Abstract
Purpose:
Migraine is a neurovascular disorder of unknown etiology. In previous literature, migraine is associated with visual field progression in glaucoma subjects. Disturbances of autonomic activity during migraine attack may lead to alteration of ocular circulation and cause ganglion cell death. However, the association between migraine and open angle glaucoma is not determined. The purpose of our study is to investigate the association between migraine and the subsequent risk of open angle glaucoma (OAG) development after migraine diagnosis.
Methods:
Patients with migraine aged ≥20 years were identified from the Taiwan National Health Insurance Research Database between 2000 and 2010. Each migraine patient was randomly matched to four subjects without migraine or other headache disorders based on age, sex, and index date. Patients with antecedent glaucoma at baseline year were excluded. Both cohorts were followed up until the end of 2010. The incidence rates of open angle glaucoma (OAG) were compared and risk factors were identified.

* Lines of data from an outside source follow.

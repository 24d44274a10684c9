//! The deployment guide (home page).

use docs_model::{
    Block, Callout, HeaderStyle, Inline, Page, PageHeader, PhpVersion, Route, Section,
    SectionVariant, Table, Tone,
};

use crate::variants::VersionContent;

/// Composer release the guide was written against.
pub const COMPOSER_VERSION: &str = "2.9.2";

/// Guide sections as `(id, menu label)`, in document order.
pub const GUIDE_ANCHORS: [(&str, &str); 11] = [
    ("notes", "Important Notes"),
    ("login", "Server Login"),
    ("nginx", "Install Nginx"),
    ("php", "PHP Installation"),
    ("mysql", "MySQL Setup"),
    ("composer", "Composer"),
    ("github", "GitHub Connection"),
    ("laravel", "Laravel Setup"),
    ("domain", "Domain & DNS"),
    ("ssl", "SSL Certificates"),
    ("final", "Final Steps"),
];

fn nav_label(id: &str) -> &'static str {
    GUIDE_ANCHORS
        .iter()
        .find(|(anchor, _)| *anchor == id)
        .map_or("", |(_, label)| label)
}

fn step(id: &str, title: &str, icon: &str) -> Section {
    Section::new(id, title).nav_label(nav_label(id)).icon(icon)
}

fn lead(label: &str, rest: &str) -> Block {
    Block::Paragraph(vec![Inline::strong(label), Inline::text(rest)])
}

fn row(cells: &[&str]) -> Vec<Vec<Inline>> {
    cells.iter().map(|cell| vec![Inline::text(*cell)]).collect()
}

pub fn guide_page(version: PhpVersion) -> Page {
    let content = VersionContent::for_version(version);
    Page::new(
        Route::Home,
        "Laravel Server Deployment Guide | Production Setup Documentation",
        format!(
            "Complete step-by-step guide to deploy your Laravel project to a production server. Covers PHP {version}, Nginx, MySQL, Composer, SSL, and more."
        ),
    )
    .with_keywords(format!(
        "Laravel, deployment, production server, PHP {version}, Nginx, MySQL, SSL, Let's Encrypt, Composer"
    ))
    .with_header(hero(version))
    .with_sections(vec![
        notes(),
        login(),
        nginx(),
        php(&content),
        mysql(),
        composer(),
        github(),
        laravel(),
        domain(&content),
        ssl(),
        final_steps(),
    ])
}

fn hero(version: PhpVersion) -> PageHeader {
    PageHeader::new(
        HeaderStyle::Hero,
        "Produce Your Laravel Project Into Production Server",
        "Complete step-by-step documentation for deploying Laravel applications",
    )
    .with_badges(vec![
        format!("PHP {version}"),
        format!("Composer {COMPOSER_VERSION}"),
        "Nginx".to_string(),
        "MySQL".to_string(),
        "Let's Encrypt SSL".to_string(),
    ])
    .with_start_anchor("notes")
}

fn notes() -> Section {
    Section::new("notes", "Important Notes")
        .icon("alert-triangle")
        .variant(SectionVariant::Warning)
        .blocks(vec![
            Block::Paragraph(vec![Inline::strong(
                "Before you start, keep these in mind:",
            )]),
            Block::List {
                ordered: true,
                items: vec![
                    vec![
                        Inline::text("To save a file after opening it with nano, press "),
                        Inline::code("Ctrl + X"),
                        Inline::text(" then "),
                        Inline::code("Y"),
                        Inline::text(" to apply changes"),
                    ],
                    vec![Inline::text(
                        "Before installing SSL certificates, all HTTP links will show security warnings",
                    )],
                    vec![
                        Inline::strong("Recommended:"),
                        Inline::text(
                            " Don't create your database directly in MySQL. Use Laravel migrations instead for clean separation of concerns",
                        ),
                    ],
                ],
            },
            Block::Callout(Callout::new(
                Tone::Info,
                Some("Why use migrations?"),
                vec![Block::bullets(&[
                    "Laravel migrations can create the DB",
                    "No hard-coding schema now",
                    "Clean separation of concerns",
                    "Easy to rotate credentials later",
                ])],
            )),
        ])
}

fn login() -> Section {
    step("login", "1. Server Login & Update", "terminal").blocks(vec![
        Block::text("First, connect to your server via SSH:"),
        Block::code("ssh YOUR_SERVER_NAME@YOUR_SERVER_IP"),
        Block::Note(vec![
            Inline::text("Example: "),
            Inline::code("ssh superbaba@YOUR_SERVER_IP"),
        ]),
        Block::text("Update the Linux server:"),
        Block::code("sudo apt update && sudo apt upgrade -y"),
    ])
}

fn nginx() -> Section {
    step("nginx", "2. Install Nginx", "globe").blocks(vec![
        Block::text("Install Nginx web server:"),
        Block::code("sudo apt install nginx -y"),
        Block::text("Start and enable Nginx:"),
        Block::code("sudo systemctl enable nginx\nsudo systemctl start nginx"),
        Block::text("Verify Nginx is running:"),
        Block::code("systemctl status nginx"),
        Block::Note(vec![
            Inline::text("You should see: "),
            Inline::code("Active: active (running)"),
        ]),
        Block::Paragraph(vec![
            Inline::text("Open "),
            Inline::code("http://YOUR_SERVER_IP"),
            Inline::text(" in browser - you should see \"Welcome to nginx\""),
        ]),
    ])
}

fn php(content: &VersionContent) -> Section {
    let version = content.version;
    let about = format!("About PHP {version}");
    step("php", &format!("3. PHP {version} Installation"), "server").blocks(vec![
        Block::text("Add PHP repository and update:"),
        Block::code(
            "sudo apt install software-properties-common -y\nsudo add-apt-repository ppa:ondrej/php -y\nsudo apt update",
        ),
        Block::text(format!("Install PHP {version} with required extensions:")),
        Block::code(content.install.clone()),
        Block::text("Verify PHP installation:"),
        Block::code(content.version_check.clone()),
        Block::text("Ensure PHP-FPM is running:"),
        Block::code(content.fpm_status.clone()),
        Block::Note(vec![
            Inline::text("If not running: "),
            Inline::code(content.fpm_enable_start.clone()),
        ]),
        Block::Callout(Callout::new(
            Tone::Info,
            Some(about.as_str()),
            vec![
                Block::bullets(content.notes),
                Block::Paragraph(vec![
                    Inline::strong("Compatible with: "),
                    Inline::text(content.laravel),
                ]),
            ],
        )),
    ])
}

fn mysql() -> Section {
    step("mysql", "4. MySQL Setup", "database").blocks(vec![
        Block::text("Install MySQL server:"),
        Block::code("sudo apt install mysql-server -y"),
        Block::text("Create MySQL user (replace with your credentials):"),
        Block::code_in(
            "sql",
            "sudo mysql\n\nCREATE USER 'UserNameForDB'@'localhost' IDENTIFIED BY 'STRONG_PASSWORD';\n\nGRANT CREATE, ALTER, DROP, INDEX, REFERENCES, SELECT, INSERT, UPDATE, DELETE\nON *.* TO 'UserNameForDB'@'localhost';\n\nFLUSH PRIVILEGES;\nEXIT;",
        ),
    ])
}

fn composer() -> Section {
    step("composer", "5. Install Composer", "package").blocks(vec![
        Block::text("Install Composer globally:"),
        Block::code(
            "cd ~\ncurl -sS https://getcomposer.org/installer | php\nsudo mv composer.phar /usr/local/bin/composer",
        ),
        Block::text("Verify installation:"),
        Block::code("composer --version"),
    ])
}

fn github() -> Section {
    step("github", "6. GitHub Connection", "github").blocks(vec![
        lead("Step 1:", " Generate SSH key on server:"),
        Block::code("ssh-keygen -t ed25519 -C \"your-server-name\""),
        Block::note("Press Enter for default file location and passphrase."),
        lead("Step 2:", " Copy the public key:"),
        Block::code("cat ~/.ssh/id_ed25519.pub"),
        lead("Step 3:", " Add key to GitHub:"),
        Block::bullets(&[
            "Go to your GitHub repository → Settings → Deploy keys",
            "Click \"Add deploy key\", paste your key",
            "Check \"Allow write access\" if needed",
        ]),
        lead("Step 4:", " Test connection:"),
        Block::code("ssh -T git@github.com"),
        Block::note("Expected: \"Hi USERNAME! You've successfully authenticated...\""),
    ])
}

fn laravel() -> Section {
    step("laravel", "7. Laravel Project Setup", "settings").blocks(vec![
        Block::text("Clone your repository:"),
        Block::code(
            "sudo mkdir -p /var/www\nsudo chown $USER:$USER /var/www\ncd /var/www\ngit clone git@github.com:ORG/REPO.git app\ncd app",
        ),
        Block::text("Install dependencies:"),
        Block::code("composer install --no-dev --optimize-autoloader"),
        Block::text("Setup environment:"),
        Block::code("cp .env.example .env\nnano .env"),
        Block::text("Configure your .env file:"),
        Block::code_in(
            "env",
            "APP_NAME=YourApp\nAPP_ENV=production\nAPP_KEY=\nAPP_DEBUG=false\nAPP_URL=https://yourdomain.com\n\nDB_CONNECTION=mysql\nDB_HOST=127.0.0.1\nDB_PORT=3306\nDB_DATABASE=your_db\nDB_USERNAME=your_db_user\nDB_PASSWORD=your_password",
        ),
        Block::text("Generate app key and fix permissions:"),
        Block::code(
            "php artisan key:generate\n\nsudo chown -R www-data:www-data storage bootstrap/cache\nsudo chmod -R 775 storage bootstrap/cache",
        ),
    ])
}

fn domain(content: &VersionContent) -> Section {
    step("domain", "8. Nginx & Domain Configuration", "globe").blocks(vec![
        Block::text("Create Nginx site configuration:"),
        Block::code("sudo nano /etc/nginx/sites-available/app"),
        Block::text("Add this configuration:"),
        Block::code_in("nginx", content.nginx_config.clone()),
        Block::text("Enable the site:"),
        Block::code(
            "sudo ln -s /etc/nginx/sites-available/app /etc/nginx/sites-enabled/\nsudo nginx -t\nsudo systemctl reload nginx",
        ),
        lead("DNS Setup:", " Add these records in your domain provider:"),
        Block::Table(Table {
            headers: vec!["Type".to_string(), "Host".to_string(), "Value".to_string()],
            rows: vec![
                row(&["A Record", "@", "YOUR_SERVER_IP"]),
                row(&["A Record", "www", "YOUR_SERVER_IP"]),
            ],
        }),
    ])
}

fn ssl() -> Section {
    step("ssl", "9. SSL Certificates (Let's Encrypt)", "shield").blocks(vec![
        Block::text("Install Certbot:"),
        Block::code("sudo apt install certbot python3-certbot-nginx -y"),
        Block::text("Generate SSL certificate:"),
        Block::code("sudo certbot --nginx -d yourdomain.com -d www.yourdomain.com"),
        Block::note("Follow the prompts: enter your email, accept terms."),
        Block::text("Create HTTP to HTTPS redirect:"),
        Block::code("sudo nano /etc/nginx/sites-available/yourDomain"),
        Block::code_in(
            "nginx",
            "server {\n    listen 80;\n    server_name yourDomain.com www.yourDomain.com;\n    return 301 https://$host$request_uri;\n}",
        ),
    ])
}

fn final_steps() -> Section {
    step("final", "10. Final Steps", "check-circle").blocks(vec![
        Block::text("Run migrations and optimize:"),
        Block::code("php artisan migrate --force\nphp artisan storage:link\nphp artisan optimize"),
        Block::text("If optimization fails, fix permissions:"),
        Block::code(
            "mkdir -p storage/logs bootstrap/cache\nsudo chown -R www-data:www-data storage bootstrap/cache\nsudo find storage bootstrap/cache -type d -exec chmod 775 {} \\;\nsudo find storage bootstrap/cache -type f -exec chmod 664 {} \\;",
        ),
        Block::text("Add your user to www-data group:"),
        Block::code("sudo usermod -aG www-data YOUR_SSH_USER\nnewgrp www-data"),
        Block::text("Clear and re-optimize:"),
        Block::code(
            "php artisan config:clear\nphp artisan cache:clear\nphp artisan view:clear\nphp artisan optimize",
        ),
        Block::Paragraph(vec![Inline::strong("Final Verification:")]),
        Block::code("sudo ss -tulnp | grep nginx"),
        Block::note("Expected: Ports 80 and 443 should be listening."),
        Block::Callout(Callout::new(
            Tone::Success,
            Some("Congratulations!"),
            vec![Block::Paragraph(vec![
                Inline::text("Your Laravel application should now be live at "),
                Inline::code("https://yourdomain.com"),
            ])],
        )),
    ])
}

#[cfg(test)]
mod tests {
    use super::*;

    #[test]
    fn anchors_match_navbar_order() {
        let page = guide_page(PhpVersion::Php83);
        let ids: Vec<String> = page.anchors().into_iter().map(|a| a.id).collect();
        let expected: Vec<&str> = GUIDE_ANCHORS.iter().map(|(id, _)| *id).collect();
        assert_eq!(ids, expected);
        assert_eq!(page.anchors()[1].label, "Server Login");
    }

    #[test]
    fn php_section_follows_selected_version() {
        let page = guide_page(PhpVersion::Php82);
        let php = page.section("php").unwrap();
        assert_eq!(php.title, "3. PHP 8.2 Installation");
        let code: Vec<&str> = page.code_blocks().iter().map(|c| c.code.as_str()).collect();
        assert!(code.contains(&"systemctl status php8.2-fpm"));
        assert!(code.iter().all(|c| !c.contains("php8.3")));
    }

    #[test]
    fn hero_badges_name_version_and_composer() {
        let header = guide_page(PhpVersion::Php83).header.unwrap();
        assert_eq!(header.badges[0], "PHP 8.3");
        assert_eq!(header.badges[1], "Composer 2.9.2");
        assert_eq!(header.start_anchor.as_deref(), Some("notes"));
    }
}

The comorbid medical conditions for each subject were evaluated by using the established age-adjusted Charlson comorbidity index (ACCI). By using ACCI score, we further assess the hazard ratio for OAG in migraineurs with different level comorbidity. The Kaplan-Meier method was used to compute 10-year cumulative incidence rate of OAG.
Results:
A total of 18011 patients in the migraine cohort and 69132 patients in the matched control cohort were enrolled. The incidence rates per 1000 person-years of OAG among patients with migraine and the non-migraine controls were 1.29 and 1.02, respectively. Patients with migraine had significantly higher cumulative incidence rate than the matched cohort. (P= .021, log-rank test) The crude and adjusted HRs for patients with migraine versus comparison group with an ACCI score 0 were 1.73 (95% CI, 1.24-2.42) and 1.68 (95% CI, 1.20-2.36). For those patients with migraine versus comparison groups with an ACCI score 1-2 and with an ACCI score ≥3, the adjusted HRs were not significantly different. (P=.788 and P=.879, respectively)
Conclusions:
This population-based study demonstrates that migraine is associated with an increased risk of OAG, particularly in patients with no comorbidity and aged under 50 years.